Graphic Dictionary

Overview

Graphic or pictorial dictionaries display pictures and/or symbols of words and objects along with the written definition. Graphic or pictorial dictionaries best communicate concrete objects but have a difficulty explaining more abstract concepts such as “democracy”. These types of dictionaries are great tools for research inside the classroom and outside of the classroom for standardized testing preparation. Learning through a graphic dictionary assists in second and foreign language acquisition (Constantinescu, 2007). Symbol dictionaries are another form of graphic dictionaries that show an icon associated with each word; such as logos or WHMIS symbols. Lower frequency words may display multiple symbols to portray the concept. Research about using technology to teach vocabulary acquisition and reading comprehension has shown positive results. Text and picture pairing has been previously found to allow students to learn new vocabulary words efficiently because it provides two components to pair with the new information (Constantinescu, 2007). Additionally, the use of text, photo, and video is the best method of fast and simple vocabulary acquisition (Constantinescu, 2007). There does not appear to be any research focusing on students with disabilities using graphic dictionaries as assistive technology.
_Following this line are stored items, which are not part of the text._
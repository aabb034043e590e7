//! Generic CRUD handlers, mounted once per resource.

use std::sync::Arc;

use axum::{
    Json, Router,
    extract::{Path, State, rejection::JsonRejection},
    http::StatusCode,
    routing::get,
};

use crudlayer::prelude::{CrudError, Item, PaginationData};

use super::error::{ApiError, Envelope, Status};
use crate::resources::CrudResource;

/// Builds the routes of one resource, to be nested under `/api/{name}`.
///
/// | verb | path | success |
/// |---|---|---|
/// | POST | `/` | 201 `{"result":{"status":"OK"}}` |
/// | GET | `/{id}` | 200 `{"result": item}` |
/// | GET | `/` | 200 `{"result": page}` |
/// | PUT | `/` | 204 |
/// | DELETE | `/` | 204 |
pub fn crud_routes<R: CrudResource>(resource: Arc<R>) -> Router {
    Router::new()
        .route(
            "/",
            get(read::<R>)
                .post(insert::<R>)
                .put(update::<R>)
                .delete(delete::<R>),
        )
        .route("/{id}", get(read_one::<R>))
        .with_state(resource)
}

async fn insert<R: CrudResource>(
    State(resource): State<Arc<R>>,
    body: Result<Json<R::Item>, JsonRejection>,
) -> Result<(StatusCode, Json<Envelope<Status>>), ApiError> {
    let Json(item) = body?;
    resource.insert(item).await?;

    Ok((StatusCode::CREATED, Json(Envelope::Result(Status::OK))))
}

async fn read_one<R: CrudResource>(
    State(resource): State<Arc<R>>,
    Path(id): Path<String>,
) -> Result<Json<Envelope<R::Item>>, ApiError> {
    let item = resource.read_one(&id).await?;

    Ok(Json(Envelope::Result(item)))
}

async fn read<R: CrudResource>(
    State(resource): State<Arc<R>>,
    body: Result<Json<R::SearchOptions>, JsonRejection>,
) -> Result<Json<Envelope<PaginationData<R::Item>>>, ApiError> {
    let Json(options) = body?;
    let page = resource.read(options).await?;

    Ok(Json(Envelope::Result(page)))
}

async fn update<R: CrudResource>(
    State(resource): State<Arc<R>>,
    body: Result<Json<R::Update>, JsonRejection>,
) -> Result<StatusCode, ApiError> {
    let Json(patch) = body?;
    resource.update(patch).await?;

    Ok(StatusCode::NO_CONTENT)
}

/// Deletes the item named by the key field of the JSON body.
async fn delete<R: CrudResource>(
    State(resource): State<Arc<R>>,
    body: Result<Json<serde_json::Value>, JsonRejection>,
) -> Result<StatusCode, ApiError> {
    let Json(body) = body?;
    let id_key = R::Item::id_key();
    let id = body
        .get(id_key)
        .and_then(serde_json::Value::as_str)
        .filter(|id| !id.is_empty())
        .ok_or_else(|| CrudError::DataValidationFailed(format!("{id_key} must not be empty")))?;

    resource.delete(id).await?;

    Ok(StatusCode::NO_CONTENT)
}
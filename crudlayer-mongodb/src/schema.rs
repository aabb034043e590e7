//! Renders a [`CollectionSchema`] as a `$jsonSchema` validator and index models.

use bson::{Bson, Document, doc};
use mongodb::{IndexModel, options::IndexOptions};

use crudlayer_core::schema::{CollectionSchema, FieldRule, FieldType};

pub(crate) fn render_validator(schema: &CollectionSchema) -> Document {
    let mut properties = Document::new();
    for rule in &schema.fields {
        properties.insert(rule.name.clone(), render_field(rule));
    }

    let required: Vec<Bson> = schema
        .fields
        .iter()
        .map(|rule| Bson::String(rule.name.clone()))
        .collect();

    doc! {
        "$jsonSchema": {
            "bsonType": "object",
            "required": required,
            "properties": properties,
        }
    }
}

fn render_field(rule: &FieldRule) -> Document {
    let mut property = match &rule.field_type {
        FieldType::String => {
            let mut property = doc! { "bsonType": "string" };
            if rule.non_empty {
                property.insert("minLength", 1);
            }
            property
        }
        FieldType::StringArray { unique_items } => doc! {
            "bsonType": "array",
            "uniqueItems": *unique_items,
            "items": { "bsonType": "string" },
        },
    };

    if let Some(description) = &rule.description {
        property.insert("description", description.clone());
    }

    property
}

pub(crate) fn render_indexes(schema: &CollectionSchema) -> Vec<IndexModel> {
    schema
        .indexes
        .iter()
        .map(|index| {
            let mut keys = Document::new();
            for key in &index.keys {
                keys.insert(key.clone(), 1);
            }

            IndexModel::builder()
                .keys(keys)
                .options(
                    IndexOptions::builder()
                        .name(index.name.clone())
                        .unique(index.unique)
                        .build(),
                )
                .build()
        })
        .collect()
}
Research Rating: Due to limited peer-reviewed research the claims made about graphic dictionaries should be interpreted with caution.

Advantages:

  • User-friendly, easily accessed, low-cost

  • Colourful and themed visuals help to make learning interactive

Disadvantages:

  • Unable to visually communicate abstract concepts. Therefore, word count may be limited.

  • Visuals may be limited to North American standards

To Consider

  • Graphic dictionaries have been shown to be very effective for specific purposes. It will be important to consider when they are most appropriate to use in the classroom.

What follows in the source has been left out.